Clintonville has new K-9 cop
Thor’s work duties include community outreaach
By Bert Lehman
The Clintonville Police Department acquired a new K-9 oficer.
Thor reported for duty on Oct. 11.
Officer Cody Rollin, who has been with the Clintonville Police Department for 5 1/2 years, told the Clintonville Tribune-Gazette that there were a lot of reasons he wanted to become a K-9 handler.
“I’m a big dog lover, but at the same time it’s a huge asset to the community,” Rollin said. “It’s a huge tool, not only to bring the community together because it’s easy to talk about (dogs) and build that relationship with somebody, with little kids, anything like that. You’re more approachable, but also to take the narcotics off the street and clean up the community a little bit more.”
He added, “I always wanted to do it, but never thought the opportunity would come along just because our past K-9 handler was a great handler.”
Wehn the previous K-9 handler, Chistopher Wendorf, left the department, Police Chief Craig Freitag told the Tribune-Gazette that Clintonville planned get another K-9 officer, and recruit a handler from its current pool of officers.
That’s when Rollin submitted a letter of interest to become the department’s K-9 handler. Multiple officers from the department submitted letters of interest, which prompted an interview process that Rollin said was “pretty intense.”

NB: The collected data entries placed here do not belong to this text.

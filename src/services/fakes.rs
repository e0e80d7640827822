use std::sync::{Arc, Mutex};

use async_trait::async_trait;

use crate::config::AppConfig;
use crate::context::AppContext;
use crate::domain::prediction::Prediction;
use crate::error::{AppError, AppResult};
use crate::services::{IssueFetcherService, SampleIssueService, SummarizerService};

pub struct StaticSamples(pub Vec<String>);

#[async_trait]
impl SampleIssueService for StaticSamples {
    async fn random_issue(&self) -> AppResult<String> {
        self.0
            .first()
            .cloned()
            .ok_or_else(|| AppError::ResourceUnavailable("no sample issues".to_string()))
    }
}

#[derive(Default)]
pub struct RecordingFetcher {
    pub body: Option<String>,
    pub calls: Mutex<Vec<String>>,
}

impl RecordingFetcher {
    pub fn returning(body: &str) -> Self {
        Self {
            body: Some(body.to_string()),
            calls: Mutex::new(Vec::new()),
        }
    }

    pub fn calls(&self) -> Vec<String> {
        self.calls.lock().unwrap().clone()
    }
}

#[async_trait]
impl IssueFetcherService for RecordingFetcher {
    async fn fetch_issue_body(&self, issue_url: &str) -> AppResult<String> {
        self.calls.lock().unwrap().push(issue_url.to_string());
        self.body
            .clone()
            .ok_or_else(|| AppError::Upstream("GitHub issue has no body".to_string()))
    }
}

pub enum SummarizerBehavior {
    Echo,
    Fail,
    Empty,
}

pub struct RecordingSummarizer {
    pub behavior: SummarizerBehavior,
    pub calls: Mutex<Vec<Vec<String>>>,
}

impl RecordingSummarizer {
    pub fn new(behavior: SummarizerBehavior) -> Self {
        Self {
            behavior,
            calls: Mutex::new(Vec::new()),
        }
    }

    pub fn calls(&self) -> Vec<Vec<String>> {
        self.calls.lock().unwrap().clone()
    }
}

#[async_trait]
impl SummarizerService for RecordingSummarizer {
    async fn warm_init(&self) -> AppResult<()> {
        Ok(())
    }

    async fn predict(&self, texts: &[String]) -> AppResult<Vec<Prediction>> {
        self.calls.lock().unwrap().push(texts.to_vec());
        match self.behavior {
            SummarizerBehavior::Echo => Ok(texts
                .iter()
                .map(|text| Prediction {
                    summary: format!("summary of {text}"),
                    score: -0.5,
                })
                .collect()),
            SummarizerBehavior::Fail => Err(AppError::Upstream(
                "model server responded with 500 Internal Server Error".to_string(),
            )),
            SummarizerBehavior::Empty => Ok(Vec::new()),
        }
    }
}

pub fn context(
    samples: Arc<dyn SampleIssueService>,
    issue_fetcher: Arc<dyn IssueFetcherService>,
    summarizer: Arc<dyn SummarizerService>,
) -> AppContext {
    AppContext::new(
        AppConfig::from_lookup(|_| None),
        samples,
        issue_fetcher,
        summarizer,
    )
}
//! Invertible subword encoding matching the vocabulary the summarization
//! model was trained with.
//!
//! Text is split into alternating runs of alphanumeric and non-alphanumeric
//! characters, each run is escaped so that `_` marks the end of a token, and
//! the escaped token is covered greedily by the longest known subtokens.

use std::collections::{HashMap, HashSet};
use std::fmt::Write as _;
use std::sync::LazyLock;

use regex::{Captures, Regex};

use crate::error::{AppError, AppResult};

pub const PAD_ID: i64 = 0;
pub const EOS_ID: i64 = 1;
pub const NUM_RESERVED_IDS: i64 = 2;

const ESCAPE_CHARS: &str = "\\_u;0123456789";
const REPLACEMENT_CHAR: char = '\u{3013}';

static UNESCAPE: LazyLock<Regex> = LazyLock::new(|| {
    Regex::new(r"\\u|\\\\|\\([0-9]+);").expect("unescape pattern is valid")
});

/// Letters and numbers by general category; combining marks and symbols
/// such as circled letters fall outside.
static ALNUM: LazyLock<Regex> =
    LazyLock::new(|| Regex::new(r"^[\p{L}\p{N}]$").expect("alnum pattern is valid"));

#[derive(Debug, Clone)]
pub struct SubwordEncoder {
    subtokens: Vec<String>,
    ids: HashMap<String, i64>,
    alphabet: HashSet<char>,
    max_subtoken_len: usize,
}

impl SubwordEncoder {
    pub fn from_subtokens(subtokens: Vec<String>) -> Self {
        let ids = subtokens
            .iter()
            .enumerate()
            .filter(|(_, subtoken)| !subtoken.is_empty())
            .map(|(id, subtoken)| (subtoken.clone(), id as i64))
            .collect();
        let alphabet = subtokens
            .iter()
            .flat_map(|subtoken| subtoken.chars())
            .chain(ESCAPE_CHARS.chars())
            .collect();
        let max_subtoken_len = subtokens
            .iter()
            .map(|subtoken| subtoken.chars().count())
            .max()
            .unwrap_or(0);

        Self {
            subtokens,
            ids,
            alphabet,
            max_subtoken_len,
        }
    }

    /// Parses a vocabulary file: one subtoken per line, optionally quoted.
    pub fn parse_vocab(contents: &str) -> AppResult<Self> {
        let subtokens: Vec<String> = contents
            .lines()
            .map(|line| unquote(line.trim()).to_string())
            .collect();

        if subtokens.len() <= NUM_RESERVED_IDS as usize {
            return Err(AppError::Model(format!(
                "vocabulary has {} entries, expected reserved tokens followed by subtokens",
                subtokens.len()
            )));
        }

        Ok(Self::from_subtokens(subtokens))
    }

    pub fn vocab_size(&self) -> usize {
        self.subtokens.len()
    }

    pub fn encode(&self, text: &str) -> AppResult<Vec<i64>> {
        let mut ids = Vec::new();
        for token in tokenize(text) {
            let escaped: Vec<char> = escape_token(&token, &self.alphabet).chars().collect();
            self.push_subtoken_ids(&escaped, &mut ids)?;
        }
        Ok(ids)
    }

    pub fn decode(&self, ids: &[i64]) -> String {
        let concatenated: String = ids.iter().map(|id| self.subtoken(*id)).collect();
        let tokens: Vec<String> = concatenated
            .split('_')
            .filter(|piece| !piece.is_empty())
            .map(unescape_token)
            .filter(|token| !token.is_empty())
            .collect();
        detokenize(&tokens)
    }

    fn subtoken(&self, id: i64) -> &str {
        usize::try_from(id)
            .ok()
            .and_then(|index| self.subtokens.get(index))
            .map(String::as_str)
            .unwrap_or("")
    }

    fn push_subtoken_ids(&self, escaped: &[char], ids: &mut Vec<i64>) -> AppResult<()> {
        let mut start = 0;
        while start < escaped.len() {
            let upper = escaped.len().min(start + self.max_subtoken_len);
            let matched = (start + 1..=upper).rev().find_map(|end| {
                let candidate: String = escaped[start..end].iter().collect();
                self.ids.get(&candidate).map(|id| (end, *id))
            });

            match matched {
                Some((end, id)) => {
                    ids.push(id);
                    start = end;
                }
                None => {
                    let rest: String = escaped[start..].iter().collect();
                    return Err(AppError::Model(format!(
                        "no subtoken in vocabulary matches '{rest}'"
                    )));
                }
            }
        }
        Ok(())
    }
}

fn unquote(value: &str) -> &str {
    let quoted = value.len() >= 2
        && ((value.starts_with('\'') && value.ends_with('\''))
            || (value.starts_with('"') && value.ends_with('"')));
    if quoted {
        &value[1..value.len() - 1]
    } else {
        value
    }
}

fn is_alnum(c: char) -> bool {
    ALNUM.is_match(c.encode_utf8(&mut [0; 4]))
}

fn tokenize(text: &str) -> Vec<String> {
    let chars: Vec<char> = text.chars().collect();
    if chars.is_empty() {
        return Vec::new();
    }

    let mut tokens = Vec::new();
    let mut start = 0;
    for pos in 1..chars.len() {
        if is_alnum(chars[pos]) != is_alnum(chars[pos - 1]) {
            let token: String = chars[start..pos].iter().collect();
            if token != " " || start == 0 {
                tokens.push(token);
            }
            start = pos;
        }
    }
    tokens.push(chars[start..].iter().collect());
    tokens
}

fn detokenize(tokens: &[String]) -> String {
    let mut text = String::new();
    let mut previous_alnum = false;
    for (index, token) in tokens.iter().enumerate() {
        let alnum = token.chars().next().is_some_and(is_alnum);
        if index > 0 && previous_alnum && alnum {
            text.push(' ');
        }
        text.push_str(token);
        previous_alnum = alnum;
    }
    text
}

fn escape_token(token: &str, alphabet: &HashSet<char>) -> String {
    let replaced = token.replace('\\', "\\\\").replace('_', "\\u");
    let mut escaped = String::with_capacity(replaced.len() + 1);
    for c in replaced.chars() {
        if alphabet.contains(&c) && c != '\n' {
            escaped.push(c);
        } else {
            let _ = write!(escaped, "\\{};", c as u32);
        }
    }
    escaped.push('_');
    escaped
}

fn unescape_token(escaped: &str) -> String {
    let trimmed = escaped.strip_suffix('_').unwrap_or(escaped);
    UNESCAPE
        .replace_all(trimmed, |caps: &Captures| match caps.get(1) {
            Some(code) => code
                .as_str()
                .parse::<u32>()
                .ok()
                .and_then(char::from_u32)
                .unwrap_or(REPLACEMENT_CHAR)
                .to_string(),
            None if &caps[0] == "\\u" => "_".to_string(),
            None => "\\".to_string(),
        })
        .into_owned()
}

The interview process consisted of interviewing with a panel of K-9 handlers from other police departments. It also included visiting the kennel where the department would purchase the K-9 officer from.
“It was nice to see the training tactics that that trainer was using. It was nice to meet him ahead of time to get a gauge on his personality, how he does things, how you can fit in and how you can learn from him,” Rollin said. “I ended up bringing my wife down so she could see because obviously being in law enforcement she’s been exposed to a lot but this is both new to us. It was nice for her to get a lot of those questions she had answered and see a lot of what they do and how they do it.”

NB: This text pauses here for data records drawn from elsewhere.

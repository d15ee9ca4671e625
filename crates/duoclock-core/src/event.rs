//! engine が発行するイベント
//!
//! 音・振動などの副作用はここでは扱わない。engine は閾値を跨いだ瞬間などに
//! 一度だけイベントを通知し、再生方法は受け取り側が決める。

use std::fmt;
use std::time::Duration;

use serde::Serialize;

use crate::state::serialize_millis;
use crate::types::Player;

#[derive(Debug, Clone, Copy, PartialEq, Eq, Serialize)]
#[serde(tag = "kind", rename_all = "snake_case")]
pub enum ClockEvent {
    Started {
        player: Player,
    },
    Paused {
        player: Player,
    },
    Switched {
        from: Player,
        to: Player,
    },
    /// 残り時間が `threshold` 以下になった（跨いだ瞬間に 1 回）
    ThresholdCrossed {
        player: Player,
        #[serde(rename = "threshold_ms", serialize_with = "serialize_millis")]
        threshold: Duration,
    },
    /// 持ち時間を使い切り秒読みに入った
    ByoyomiEntered {
        player: Player,
        periods_left: u32,
    },
    /// 秒読みの 1 期間を使い切った
    PeriodConsumed {
        player: Player,
        periods_left: u32,
    },
    FlagFallen {
        player: Player,
    },
    Reset,
}

impl fmt::Display for ClockEvent {
    fn fmt(&self, f: &mut fmt::Formatter<'_>) -> fmt::Result {
        match self {
            ClockEvent::Started { player } => write!(f, "player {player} started"),
            ClockEvent::Paused { player } => write!(f, "player {player} paused"),
            ClockEvent::Switched { from, to } => write!(f, "switched {from} -> {to}"),
            ClockEvent::ThresholdCrossed { player, threshold } => {
                write!(f, "player {player} below {}s", threshold.as_secs())
            }
            ClockEvent::ByoyomiEntered {
                player,
                periods_left,
            } => write!(f, "player {player} entered byoyomi ({periods_left} periods)"),
            ClockEvent::PeriodConsumed {
                player,
                periods_left,
            } => write!(f, "player {player} used a period ({periods_left} left)"),
            ClockEvent::FlagFallen { player } => write!(f, "player {player} flag fell"),
            ClockEvent::Reset => f.write_str("reset"),
        }
    }
}

/// イベント受信コールバック
pub type EventCallback = Box<dyn FnMut(&ClockEvent) + Send>;

/// `prev` から `next` へ残り時間が減ったときに跨いだ閾値を返す
///
/// `thresholds` は降順であること。`prev > t >= next` を満たす `t` が対象。
pub(crate) fn crossed_thresholds(
    thresholds: &[Duration],
    prev: Duration,
    next: Duration,
) -> impl Iterator<Item = Duration> + '_ {
    thresholds.iter().copied().filter(move |t| prev > *t && *t >= next)
}

/// 新しい秒読み期間を `start` から始めて `next` まで減ったときに通知する閾値
///
/// 期間の長さちょうどの閾値も期間開始時点で跨いだものとみなす（`start >= t >= next`）。
pub(crate) fn entered_thresholds(
    thresholds: &[Duration],
    start: Duration,
    next: Duration,
) -> impl Iterator<Item = Duration> + '_ {
    thresholds.iter().copied().filter(move |t| start >= *t && *t >= next)
}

Once selected to be the handler, Rollin said he provided input as to which dog would be selected. Rollin and Freitag visited the kennel, where some dogs were preselected for consideration. The skills of the dogs were then shown to Rollin and Freitag.
“After he (trainer) showcases the dogs, he allows you to spend some time with them, take them for a walk and mess around with them to see if they are warming up to you,” Rollin said. “Obviously, the dogs don’t know who you are at first, so it’s that period you figure them out a little bit.”
Rollin said the department settled on Thor.
“It pretty much clicked with him which is nice, he warmed up to me right away,” Rollin said.
Then it was time for Rollin and Thor to train to handle all the duties a K-9 officer and handler must perform. It involved five weeks of training, five days a week, in Iron Ridge.
“It went really well. Obviously, the dogs are learning, and we’re learning,” Rollin said. “The dogs pretty much have it down pat, but it was for us per se because there are a lot of different tricks that you can do and stuff like that to make sure the dog is learning. You don’t want to overdo something because you can mess up the dog. It was a little nerve racking at first, but once you got it down pat and everything it started to click for us, and it clicked with the dogs right away.”
At the completion of training, Thor was trained in article searches, tracking, detection, apprehension and officer protection.
The training isn’t done, though, as Rollin and Thor must maintain at least 16 hours of training each month. Some of this training can be done during their work shift.
Rollin admitted that “it was different” the first shift he and Thor were on duty with the department.
“Going from training to now it’s the real deal. I have the dog and we still have to go do our calls and do some extra training,” Rollin said.
Thor will be with Rollin all the time when Rollin is on duty.
Rollin said everything has gone well so far when he and Thor have been on duty.
“He always wants to work,” Rollin said of Thor. “I bring him home and he still wants to work.”
The goal is to use Thor as much as possible to help keep the community safe.
“Like any community, a lot of people don’t realize or hear what all goes on, especially when it comes to drugs and stuff like that, so, our goal is to attack that as much as possible and try to make the community a little bit safer place,” Rollin said.
Freitag said a K-9 officer is very beneficial to the police department.
“Generally, people think the only thing a K-9 does is alerting to narcotics,” Freitag said. “A dog can be beneficial for tracking suspects, lost individuals, locating evidence, and community outreach events.”
Both Rollin and Freitag said the department plans to introduce Thor to the community at different events.
Freitag said it cost $15,000 to purchase Thor and provide the training for the dog and his handler. He added that the department’s K-9 officer program is funded by donations and fundraising.
“We are very thankful for the support of the community to make this happen,” Freitag said. “Please reach out to the police department if you would like to meet Thor.”